Exercise prompt:
Please give back, word for word, only the lines starting at the one containing "if let Some(max) = state.config.max_connections" and ending at the one containing "let (sink, stream)" within the material below.

Input for this task:
[Start of Attachment]
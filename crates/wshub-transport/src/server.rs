//! WebSocket transport server using Axum.
//!
//! Owns its listener and router, so any number of servers can run side
//! by side in one process. Handles admission, the HTTP upgrade, and
//! hands each upgraded socket to the hub.

use std::net::SocketAddr;
use std::sync::Arc;
use std::time::Duration;

use axum::{
    Router,
    extract::{
        ConnectInfo, State, WebSocketUpgrade,
        ws::rejection::WebSocketUpgradeRejection,
    },
    http::{HeaderMap, StatusCode, Uri},
    response::{IntoResponse, Json, Response},
    routing::get,
};
use serde_json::json;
use tokio::sync::mpsc;
use tower_http::cors::CorsLayer;
use tracing::{debug, error, info, warn};
use wshub_core::{ConnectionId, Hooks, Hub, HubError, Payload, RequestMeta, Stats};

use crate::socket::{self, WsSink};

const HEALTH_PATH: &str = "/health";

/// Transport server configuration.
#[derive(Debug, Clone)]
pub struct TransportConfig {
    /// Port to listen on (0 for OS-assigned)
    pub port: u16,
    /// Hostname to bind to
    pub hostname: String,
    /// Route that accepts WebSocket upgrades
    pub path: String,
    /// Close connections with no inbound message for this long. `None` disables.
    pub idle_timeout: Option<Duration>,
    /// Enable permissive CORS
    pub enable_cors: bool,
    /// Maximum concurrent connections
    pub max_connections: Option<usize>,
    /// WebSocket read buffer size in bytes
    pub read_buffer_size: usize,
    /// WebSocket write buffer size in bytes
    pub write_buffer_size: usize,
    /// Largest accepted inbound message in bytes
    pub max_message_size: Option<usize>,
}

impl Default for TransportConfig {
    fn default() -> Self {
        Self {
            port: 7070,
            hostname: "127.0.0.1".into(),
            path: "/ws".into(),
            idle_timeout: None,
            enable_cors: false,
            max_connections: None,
            read_buffer_size: 4096,
            write_buffer_size: 4096,
            max_message_size: None,
        }
    }
}

/// Errors starting the transport server.
#[derive(Debug, thiserror::Error)]
pub enum ServerError {
    #[error("invalid listen address: {0}")]
    InvalidAddress(#[from] std::net::AddrParseError),

    #[error("invalid route path {0:?}: must start with '/' and not be {HEALTH_PATH}")]
    InvalidPath(String),

    #[error("failed to bind listener: {0}")]
    Bind(#[from] std::io::Error),
}

/// Shared state for the HTTP handlers.
struct AppState {
    hub: Arc<Hub<WsSink>>,
    config: TransportConfig,
}

/// The transport server — accepts WebSocket connections into a hub.
pub struct TransportServer {
    hub: Arc<Hub<WsSink>>,
    /// Shutdown signal
    shutdown_tx: Option<mpsc::Sender<()>>,
    /// Server task handle
    handle: Option<tokio::task::JoinHandle<()>>,
    /// Actual bound port
    port: u16,
}

impl TransportServer {
    /// Start the transport server with the given hooks.
    pub async fn start<H: Hooks>(config: TransportConfig, hooks: H) -> Result<Self, ServerError> {
        Self::start_with_hooks(config, Arc::new(hooks)).await
    }

    /// Start the transport server with shared hooks.
    pub async fn start_with_hooks(
        config: TransportConfig,
        hooks: Arc<dyn Hooks>,
    ) -> Result<Self, ServerError> {
        if !config.path.starts_with('/') || config.path == HEALTH_PATH {
            return Err(ServerError::InvalidPath(config.path));
        }

        let (shutdown_tx, mut shutdown_rx) = mpsc::channel(1);
        let hub = Hub::with_limit(config.idle_timeout, config.max_connections, hooks);

        let state = Arc::new(AppState {
            hub: hub.clone(),
            config: config.clone(),
        });

        let mut app = Router::new()
            .route(&config.path, get(ws_upgrade_handler))
            .route(HEALTH_PATH, get(health_handler))
            .with_state(state);
        if config.enable_cors {
            app = app.layer(CorsLayer::permissive());
        }

        let addr: SocketAddr = format!("{}:{}", config.hostname, config.port).parse()?;
        let listener = tokio::net::TcpListener::bind(addr).await?;
        let actual_port = listener.local_addr()?.port();

        match config.idle_timeout {
            Some(timeout) => info!(
                "wshub listening on ws://{}:{}{} (idle timeout {timeout:?})",
                config.hostname, actual_port, config.path
            ),
            None => info!(
                "wshub listening on ws://{}:{}{} (idle timeout disabled)",
                config.hostname, actual_port, config.path
            ),
        }

        let handle = tokio::spawn(async move {
            let service = app.into_make_service_with_connect_info::<SocketAddr>();
            if let Err(e) = axum::serve(listener, service)
                .with_graceful_shutdown(async move {
                    let _ = shutdown_rx.recv().await;
                })
                .await
            {
                error!("HTTP server error: {e}");
            }
        });

        Ok(Self {
            hub,
            shutdown_tx: Some(shutdown_tx),
            handle: Some(handle),
            port: actual_port,
        })
    }

    /// The hub holding this server's connections.
    pub fn hub(&self) -> &Arc<Hub<WsSink>> {
        &self.hub
    }

    /// Send a message to one connection.
    pub async fn send(&self, id: ConnectionId, payload: impl Into<Payload>) -> Result<(), HubError> {
        self.hub.send(id, payload).await
    }

    /// Send a message to every open connection.
    pub async fn broadcast(&self, payload: impl Into<Payload>) -> usize {
        self.hub.broadcast(payload).await
    }

    /// Close one connection. Returns `false` if it was already closed.
    pub async fn close(&self, id: ConnectionId) -> bool {
        self.hub.close(id).await
    }

    pub fn stats(&self) -> Stats {
        self.hub.stats()
    }

    /// Get the actual bound port.
    pub fn port(&self) -> u16 {
        self.port
    }

    /// Stop accepting, close every connection, then wait for the server task.
    ///
    /// Upgrades still in flight when the listener stops are refused by the
    /// hub and their sockets closed.
    pub async fn stop(&mut self) {
        if let Some(tx) = self.shutdown_tx.take() {
            let _ = tx.send(()).await;
        }
        self.hub.shutdown().await;
        if let Some(handle) = self.handle.take() {
            let _ = handle.await;
        }
        info!("wshub transport server stopped");
    }
}

// ─────────────────────────────────────────────────────────────────────────────
// HTTP Handlers
// ─────────────────────────────────────────────────────────────────────────────

async fn ws_upgrade_handler(
    State(state): State<Arc<AppState>>,
    ConnectInfo(remote_addr): ConnectInfo<SocketAddr>,
    uri: Uri,
    headers: HeaderMap,
    ws: Result<WebSocketUpgrade, WebSocketUpgradeRejection>,
) -> Response {
    // Fast path for the connection limit; the hub enforces it exactly on accept
    if let Some(max) = state.config.max_connections {
        let current = state.hub.len();
        if current >= max {
            warn!("Connection from {remote_addr} rejected: max connections reached ({max})");
            return StatusCode::SERVICE_UNAVAILABLE.into_response();
        }
    }

    let request = request_meta(&uri, &headers, remote_addr);
    if let Err(HubError::AdmissionRejected { code }) = state.hub.admit(&request) {
        return StatusCode::from_u16(code)
            .unwrap_or(StatusCode::FORBIDDEN)
            .into_response();
    }

    let ws = match ws {
        Ok(ws) => ws,
        Err(rejection) => {
            let err = HubError::UpgradeFailed(rejection.body_text());
            warn!("Upgrade from {remote_addr} failed: {err}");
            return rejection.into_response();
        }
    };

    let mut ws = ws
        .read_buffer_size(state.config.read_buffer_size)
        .write_buffer_size(state.config.write_buffer_size);
    if let Some(max) = state.config.max_message_size {
        ws = ws.max_message_size(max);
    }

    let hub = state.hub.clone();
    ws.on_failed_upgrade(move |e: axum::Error| {
        warn!("Upgrade from {remote_addr} failed: {}", HubError::UpgradeFailed(e.to_string()));
    })
    .on_upgrade(move |socket| async move {
        let (sink, stream) = socket::split(socket);
        match hub.accept(sink, stream) {
            Ok(id) => debug!("Connection {id} from {remote_addr}"),
            Err(e @ (HubError::ShuttingDown | HubError::AtCapacity { .. })) => {
                warn!("Connection from {remote_addr} dropped after upgrade: {e}")
            }
            Err(e) => error!("Failed to register connection from {remote_addr}: {e}"),
        }
    })
    .into_response()
}

async fn health_handler(State(state): State<Arc<AppState>>) -> impl IntoResponse {
    Json(json!({
        "status": "ok",
        "stats": state.hub.stats(),
    }))
}

// ─────────────────────────────────────────────────────────────────────────────
// Helpers
// ─────────────────────────────────────────────────────────────────────────────

fn request_meta(uri: &Uri, headers: &HeaderMap, remote_addr: SocketAddr) -> RequestMeta {
    RequestMeta {
        path: uri.path().to_owned(),
        query: uri.query().map(str::to_owned),
        remote_addr: Some(remote_addr),
        headers: headers
            .iter()
            .filter_map(|(name, value)| {
                value
                    .to_str()
                    .ok()
                    .map(|value| (name.as_str().to_owned(), value.to_owned()))
            })
            .collect(),
    }
}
[End of Attachment]
Result of the exercise:
    if let Some(max) = state.config.max_connections {
        let current = state.hub.len();
        if current >= max {
            warn!("Connection from {remote_addr} rejected: max connections reached ({max})");
            return StatusCode::SERVICE_UNAVAILABLE.into_response();
        }
    }

    let request = request_meta(&uri, &headers, remote_addr);
    if let Err(HubError::AdmissionRejected { code }) = state.hub.admit(&request) {
        return StatusCode::from_u16(code)
            .unwrap_or(StatusCode::FORBIDDEN)
            .into_response();
    }

    let ws = match ws {
        Ok(ws) => ws,
        Err(rejection) => {
            let err = HubError::UpgradeFailed(rejection.body_text());
            warn!("Upgrade from {remote_addr} failed: {err}");
            return rejection.into_response();
        }
    };

    let mut ws = ws
        .read_buffer_size(state.config.read_buffer_size)
        .write_buffer_size(state.config.write_buffer_size);
    if let Some(max) = state.config.max_message_size {
        ws = ws.max_message_size(max);
    }

    let hub = state.hub.clone();
    ws.on_failed_upgrade(move |e: axum::Error| {
        warn!("Upgrade from {remote_addr} failed: {}", HubError::UpgradeFailed(e.to_string()));
    })
    .on_upgrade(move |socket| async move {
        let (sink, stream) = socket::split(socket);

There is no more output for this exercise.